Thursday, 15 December 2011

The Bonelli's eagle in France

The Bonelli’s eagle Aquila fasciata is considered to be one of Europe’s most threatened raptors. In the south of France 21 breeding pairs remain and these are monitored by a National Action Plan and a banding program. I have just visited the team led by Alain Ravayrol in the Ardèche region where 4 individuals were fitted with satellite GPS transmitters.

Major threats to the Bonelli’s eagle include electrocution (94% of observed deaths have been by electrocution), disturbance (which can cause reproduction failure) and shooting and trapping. The National Action Plan has been engaged with identification of the most dangerous pylons and their neutralization, outreach to hunters and recreational land users and research to increase our knowledge of population dynamics and habitat requirements. The GPS transmitters will help our understanding of the vital habitats for the Bonelli’s eagle and their interaction with possible threats.

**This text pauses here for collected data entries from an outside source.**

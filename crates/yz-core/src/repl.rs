//! Command loop.
//!
//! The loop reads one command per line from any `BufRead`, so the same code
//! drives an interactive terminal and a piped script. Every command drains
//! the game's events into the journal before anything is redrawn.

use std::io::{self, BufRead, Write};
use std::path::{Path, PathBuf};

use tracing::{info, warn};
use yz_protocol::GameEvent;

use crate::command::Command;
use crate::dice::Dice;
use crate::game::{Game, GameError, Player};
use crate::journal::{replay_file, GameJournal, JournalError};
use crate::renderer::Renderer;

/// Settings the loop needs beyond the renderer.
#[derive(Debug, Clone, Default)]
pub struct ReplOptions {
    /// Players for the first game and for `new` without names.
    pub roster: Vec<Player>,
    /// Fixed dice seed; each new game in the session offsets it by one.
    pub seed: Option<u64>,
    /// Directory for game journals, or `None` to disable journaling.
    pub journal_dir: Option<PathBuf>,
    /// Show a prompt before each command.
    pub interactive: bool,
}

/// What happened during a session, for callers and tests.
#[derive(Debug, Clone, Default, PartialEq, Eq)]
pub struct SessionSummary {
    pub games_started: u32,
    pub games_finished: u32,
    /// Journal file of the most recent game, if one was written.
    pub last_journal: Option<PathBuf>,
}

struct Session<'a, W: Write> {
    options: &'a ReplOptions,
    renderer: &'a mut Renderer<W>,
    game: Game,
    journal: Option<GameJournal>,
    summary: SessionSummary,
}

impl<'a, W: Write> Session<'a, W> {
    fn start(options: &'a ReplOptions, renderer: &'a mut Renderer<W>) -> Result<Self, GameError> {
        let game = new_game(options, options.roster.clone(), 0)?;
        let mut session = Self {
            options,
            renderer,
            game,
            journal: None,
            summary: SessionSummary::default(),
        };
        session.begin();
        Ok(session)
    }

    /// Open the journal for the current game and show the opening roll.
    fn begin(&mut self) {
        self.summary.games_started += 1;
        self.journal = self.options.journal_dir.as_ref().and_then(|dir| {
            GameJournal::create_in(dir)
                .map_err(|e| {
                    warn!(dir = %dir.display(), "journal disabled: {e}");
                })
                .ok()
        });
        if let Some(journal) = &self.journal {
            info!(path = %journal.path().display(), "journaling game");
            self.summary.last_journal = Some(journal.path().to_path_buf());
        }
        self.flush_events();
        self.renderer.emit_turn(&self.game);
        self.renderer
            .emit_dice(self.game.dice(), self.game.rolls_remaining());
    }

    fn restart(&mut self, names: Vec<String>) {
        let roster = if names.is_empty() {
            Ok(self.options.roster.clone())
        } else {
            Player::roster(names.len(), &names)
        };
        let seed_offset = u64::from(self.summary.games_started);
        match roster.and_then(|r| new_game(self.options, r, seed_offset)) {
            Ok(game) => {
                self.game = game;
                self.begin();
            }
            Err(e) => self.renderer.emit_error(&e.to_string()),
        }
    }

    fn flush_events(&mut self) -> Vec<GameEvent> {
        let events = self.game.take_events();
        if let Some(journal) = &mut self.journal {
            journal.record(&events);
        }
        events
    }

    fn execute(&mut self, command: Command) -> Result<(), GameError> {
        match command {
            Command::Roll => {
                self.game.roll()?;
                self.show_dice();
            }
            Command::Hold(dice) => {
                for die in dice {
                    self.game.set_held(die, true)?;
                }
                self.show_dice();
            }
            Command::Release(dice) => {
                for die in dice {
                    self.game.set_held(die, false)?;
                }
                self.show_dice();
            }
            Command::ReleaseAll => {
                for die in 0..yz_protocol::DICE_COUNT {
                    if self.game.dice().is_held(die) {
                        self.game.set_held(die, false)?;
                    }
                }
                self.show_dice();
            }
            Command::Toggle(dice) => {
                for die in dice {
                    self.game.toggle_held(die)?;
                }
                self.show_dice();
            }
            Command::Score(category) => {
                self.game.score(category)?;
                self.after_score();
            }
            Command::Table => self.renderer.emit_table(&self.game),
            Command::Dice => self.show_dice(),
            Command::Hint => {
                if self.game.is_finished() {
                    return Err(GameError::GameOver);
                }
                self.renderer.emit_hint(self.game.best_category());
            }
            Command::New(names) => self.restart(names),
            Command::Help => self.renderer.emit_help(),
            Command::Quit => {}
        }
        Ok(())
    }

    fn show_dice(&mut self) {
        if self.game.is_finished() {
            self.renderer.emit_info("the game is over, type 'new' to play again");
            return;
        }
        self.renderer
            .emit_dice(self.game.dice(), self.game.rolls_remaining());
    }

    fn after_score(&mut self) {
        for event in self.flush_events() {
            match event {
                GameEvent::Scored {
                    player,
                    category,
                    points,
                    bonus_yahtzee,
                } => {
                    let name = self.game.players()[player].name.clone();
                    self.renderer
                        .emit_scored(&name, category, points, bonus_yahtzee);
                }
                GameEvent::Finished { totals } => {
                    info!(?totals, "game finished");
                    self.summary.games_finished += 1;
                }
                _ => {}
            }
        }

        if self.game.is_finished() {
            self.renderer.emit_table(&self.game);
            self.renderer.emit_game_over(&self.game);
        } else {
            self.renderer.emit_turn(&self.game);
            self.show_dice();
        }
    }
}

fn new_game(options: &ReplOptions, roster: Vec<Player>, seed_offset: u64) -> Result<Game, GameError> {
    let dice = match options.seed {
        Some(seed) => Dice::seeded(seed.wrapping_add(seed_offset)),
        None => Dice::new(),
    };
    Game::new(roster, dice)
}

/// Run the command loop until `quit` or end of input.
pub fn run_repl<R: BufRead, W: Write>(
    options: &ReplOptions,
    mut input: R,
    renderer: &mut Renderer<W>,
) -> io::Result<SessionSummary> {
    let mut session = Session::start(options, renderer)
        .map_err(|e| io::Error::new(io::ErrorKind::InvalidInput, e))?;

    let mut line = String::new();
    loop {
        if options.interactive {
            let name = session.game.current_player().name.clone();
            session.renderer.emit_prompt(&name);
        }

        line.clear();
        if input.read_line(&mut line)? == 0 {
            break;
        }
        if line.trim().is_empty() {
            continue;
        }

        let command = match Command::parse(&line) {
            Ok(c) => c,
            Err(e) => {
                session.renderer.emit_error(&e.to_string());
                continue;
            }
        };
        if command == Command::Quit {
            break;
        }
        if let Err(e) = session.execute(command) {
            session.renderer.emit_error(&e.to_string());
        }
        // Anything not already drained (holds, rolls) still belongs in the journal.
        session.flush_events();
    }

    session.flush_events();
    let _ = session.renderer.writer.flush();
    Ok(session.summary)
}

/// Rebuild the game recorded at `path` and print its score table, plus the
/// result when the game was played to the end.
pub fn show_replay<W: Write>(path: &Path, renderer: &mut Renderer<W>) -> Result<(), JournalError> {
    let game = replay_file(path)?;
    renderer.emit_table(&game);
    if game.is_finished() {
        renderer.emit_game_over(&game);
    }
    Ok(())
}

Victor Garcia works for the Spanish environmental department and supports projects in many other countries. He was present to safely trap and tag the eagles (he has experience of tagging well over 1000 raptors). Harnesses were applied as backpacks with weak links that will ultimately break down and the harness and tag will fall off.

There are many similarities between this project and the Black Eagle Project and I am very grateful for having the chance to share in their experience. Thanks to Victor and all of the French team for hosting me. I hope that in 2012 we will be following in your footsteps.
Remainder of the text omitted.